WHAT THE TASK ASKS:
Lines of the material that include the string "find" should be returned.

SUPPLIED INFORMATION:

----------

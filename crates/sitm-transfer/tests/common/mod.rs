//! Shared helpers for integration tests.

#![allow(dead_code)]

use std::path::Path;
use std::sync::{Arc, Mutex};
use std::time::Duration;

use sitm_transfer::http::{HttpClient, HttpClientConfig};
use tokio::io::{AsyncReadExt, AsyncWriteExt};
use tokio::net::{TcpListener, TcpStream};

/// A request as seen by the fake server
#[derive(Debug, Clone)]
pub struct Request {
    pub method: String,
    pub path: String,
    pub body: Vec<u8>,
}

/// Canned reply
pub struct Reply {
    pub status: u16,
    pub body: Vec<u8>,
}

impl Reply {
    pub fn ok(body: impl Into<Vec<u8>>) -> Self {
        Self {
            status: 200,
            body: body.into(),
        }
    }

    pub fn status(status: u16) -> Self {
        Self {
            status,
            body: Vec::new(),
        }
    }
}

/// Serve canned HTTP/1.1 replies on a random local port.
///
/// Returns the base URL (`http://127.0.0.1:<port>`) and the log of received
/// requests. Every connection is closed after one exchange.
pub async fn spawn_server<F>(handler: F) -> (String, Arc<Mutex<Vec<Request>>>)
where
    F: Fn(&Request) -> Reply + Send + Sync + 'static,
{
    let listener = TcpListener::bind("127.0.0.1:0").await.unwrap();
    let addr = listener.local_addr().unwrap();
    let requests = Arc::new(Mutex::new(Vec::new()));
    let handler = Arc::new(handler);

    let log = Arc::clone(&requests);
    tokio::spawn(async move {
        loop {
            let Ok((stream, _)) = listener.accept().await else {
                break;
            };
            let handler = Arc::clone(&handler);
            let log = Arc::clone(&log);
            tokio::spawn(async move {
                handle(stream, handler.as_ref(), &log).await;
            });
        }
    });

    (format!("http://{}", addr), requests)
}

async fn handle<F>(mut stream: TcpStream, handler: &F, log: &Mutex<Vec<Request>>)
where
    F: Fn(&Request) -> Reply,
{
    let mut buf = Vec::new();
    let mut chunk = [0u8; 4096];

    let header_end = loop {
        if let Some(pos) = find(&buf, b"\r\n\r\n") {
            break pos + 4;
        }
        match stream.read(&mut chunk).await {
            Ok(0) | Err(_) => return,
            Ok(n) => buf.extend_from_slice(&chunk[..n]),
        }
    };

    let head = String::from_utf8_lossy(&buf[..header_end]).to_string();
    let mut lines = head.lines();
    let mut request_line = lines.next().unwrap_or_default().split_whitespace();
    let method = request_line.next().unwrap_or_default().to_string();
    let path = request_line.next().unwrap_or_default().to_string();

    let content_length = lines
        .filter_map(|line| line.split_once(':'))
        .find(|(name, _)| name.trim().eq_ignore_ascii_case("content-length"))
        .and_then(|(_, value)| value.trim().parse::<usize>().ok())
        .unwrap_or(0);

    while buf.len() < header_end + content_length {
        match stream.read(&mut chunk).await {
            Ok(0) | Err(_) => break,
            Ok(n) => buf.extend_from_slice(&chunk[..n]),
        }
    }

    let request = Request {
        method,
        path,
        body: buf[header_end..].to_vec(),
    };
    let reply = handler(&request);
    log.lock().unwrap().push(request);

    let head = format!(
        concat!(
            "HTTP/1.1 {} Canned\r\n",
            "Content-Length: {}\r\n",
            "Content-Type: application/octet-stream\r\n",
            "Connection: close\r\n\r\n",
        ),
        reply.status,
        reply.body.len()
    );
    let _ = stream.write_all(head.as_bytes()).await;
    let _ = stream.write_all(&reply.body).await;
    let _ = stream.shutdown().await;
}

/// Serve `chunks` as one 200 response body, pausing `pause` before each chunk.
///
/// The request is read up to the end of its headers and then ignored.
pub async fn spawn_trickle_server(chunks: Vec<Vec<u8>>, pause: Duration) -> String {
    let listener = TcpListener::bind("127.0.0.1:0").await.unwrap();
    let addr = listener.local_addr().unwrap();
    let chunks = Arc::new(chunks);

    tokio::spawn(async move {
        loop {
            let Ok((mut stream, _)) = listener.accept().await else {
                break;
            };
            let chunks = Arc::clone(&chunks);
            tokio::spawn(async move {
                let mut buf = Vec::new();
                let mut chunk = [0u8; 4096];
                while find(&buf, b"\r\n\r\n").is_none() {
                    match stream.read(&mut chunk).await {
                        Ok(0) | Err(_) => return,
                        Ok(n) => buf.extend_from_slice(&chunk[..n]),
                    }
                }

                let total: usize = chunks.iter().map(Vec::len).sum();
                let head = format!(
                    "HTTP/1.1 200 OK\r\nContent-Length: {}\r\nConnection: close\r\n\r\n",
                    total
                );
                if stream.write_all(head.as_bytes()).await.is_err() {
                    return;
                }
                for piece in chunks.iter() {
                    tokio::time::sleep(pause).await;
                    if stream.write_all(piece).await.is_err() || stream.flush().await.is_err() {
                        return;
                    }
                }
                let _ = stream.shutdown().await;
            });
        }
    });

    format!("http://{}", addr)
}

fn find(haystack: &[u8], needle: &[u8]) -> Option<usize> {
    haystack.windows(needle.len()).position(|w| w == needle)
}

/// HTTP client that never goes through a proxy from the environment
pub fn local_client() -> Arc<HttpClient> {
    Arc::new(HttpClient::with_config(HttpClientConfig::new().with_no_proxy()).unwrap())
}

/// Progress values collected by a closure sink
#[derive(Clone, Default)]
pub struct Recorder(pub Arc<Mutex<Vec<f64>>>);

impl Recorder {
    pub fn sink(&self) -> impl Fn(f64) + Send + Sync + 'static {
        let values = Arc::clone(&self.0);
        move |p| values.lock().unwrap().push(p)
    }

    pub fn values(&self) -> Vec<f64> {
        self.0.lock().unwrap().clone()
    }

    /// Non-decreasing, within [0, 100], ending at exactly 100
    pub fn assert_complete(&self) {
        let values = self.values();
        assert!(!values.is_empty(), "no progress reported");
        assert!(values.windows(2).all(|w| w[0] <= w[1]), "not monotonic: {:?}", values);
        assert!(values.iter().all(|p| (0.0..=100.0).contains(p)));
        assert_eq!(values.last().copied(), Some(100.0));
    }
}

/// Write `contents` at `root/relative`, creating parents
pub fn write_file(root: &Path, relative: &str, contents: &[u8]) {
    let path = root.join(relative);
    std::fs::create_dir_all(path.parent().unwrap()).unwrap();
    std::fs::write(path, contents).unwrap();
}
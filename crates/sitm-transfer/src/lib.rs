//! Copy, download and extraction pipeline used to install mods.
//!
//! Everything is reachable through [`TransferService`]; the individual
//! components are public for callers that only need one of them.

pub mod archive;
pub mod cancel;
pub mod config;
pub mod copy;
pub mod downloader;
pub mod error;
pub mod http;
pub mod permissions;
pub mod progress;
pub mod service;
pub mod shell;
pub mod size;

pub use archive::{ArchiveEntry, ArchiveExtractor, ArchiveFormat};
pub use cancel::CancelFlag;
pub use config::{ConfigLoader, TransferConfig};
pub use copy::CopyEngine;
pub use downloader::{select_backend, BackendKind, DownloadBackend, FileDownloader};
pub use error::{Result, TransferError};
pub use progress::{percentage, ChannelSink, ProgressSink, ProgressTracker};
pub use service::TransferService;
pub use shell::{Launcher, SystemLauncher};
pub use size::{directory_size, summarize, TreeSummary};
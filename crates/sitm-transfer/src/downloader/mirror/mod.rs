//! Cloud mirror backend.
//!
//! Files hosted on the cloud mirror are fetched in three steps: an anonymous
//! session is opened, the shareable link is resolved to a remote node, and the
//! node's bytes are streamed to disk. The remote protocol sits behind the
//! [`MirrorService`] trait so the backend can run against a substitute.

mod link;
mod mega;

use std::path::Path;
use std::sync::Arc;

use async_trait::async_trait;

use crate::progress::ProgressTracker;
use crate::Result;

use super::backend::{BackendKind, DownloadBackend};

pub use link::{parse_file_link, FileLink, NodeKey};
pub use mega::MegaService;

/// An established (possibly anonymous) session with the mirror
#[derive(Debug, Clone, PartialEq, Eq)]
pub struct MirrorSession {
    pub id: String,
}

/// A remote file resolved from a shareable link
#[derive(Debug, Clone, PartialEq, Eq)]
pub struct MirrorNode {
    pub handle: String,
    pub size: u64,
    pub key: Option<NodeKey>,
}

/// Remote operations the cloud mirror backend relies on
#[async_trait]
pub trait MirrorService: Send + Sync {
    async fn login_anonymous(&self) -> Result<MirrorSession>;

    async fn resolve_link(&self, session: &MirrorSession, link: &str) -> Result<MirrorNode>;

    async fn download_node(
        &self,
        session: &MirrorSession,
        node: &MirrorNode,
        dest: &Path,
        progress: &mut ProgressTracker<'_>,
    ) -> Result<()>;
}

pub struct CloudMirrorBackend {
    service: Arc<dyn MirrorService>,
}

impl CloudMirrorBackend {
    pub fn new(service: Arc<dyn MirrorService>) -> Self {
        Self { service }
    }
}

#[async_trait]
impl DownloadBackend for CloudMirrorBackend {
    fn kind(&self) -> BackendKind {
        BackendKind::CloudMirror
    }

    async fn retrieve(
        &self,
        url: &str,
        dest: &Path,
        progress: &mut ProgressTracker<'_>,
    ) -> Result<()> {
        log::info!("Attempting to use cloud mirror.");

        let session = self
            .service
            .login_anonymous()
            .await
            .inspect_err(|e| log::warn!("Failed to login as anonymous to cloud mirror: {}", e))?;

        log::info!("Starting cloud mirror download from '{}'", url);

        let node = self.service.resolve_link(&session, url).await?;
        log::debug!("Resolved {} to node {} ({} bytes)", url, node.handle, node.size);

        self.service.download_node(&session, &node, dest, progress).await?;
        progress.finish();
        Ok(())
    }
}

----------

RESULT:
        if let Some(pos) = find(&buf, b"\r\n\r\n") {
        .find(|(name, _)| name.trim().eq_ignore_ascii_case("content-length"))
                while find(&buf, b"\r\n\r\n").is_none() {
fn find(haystack: &[u8], needle: &[u8]) -> Option<usize> {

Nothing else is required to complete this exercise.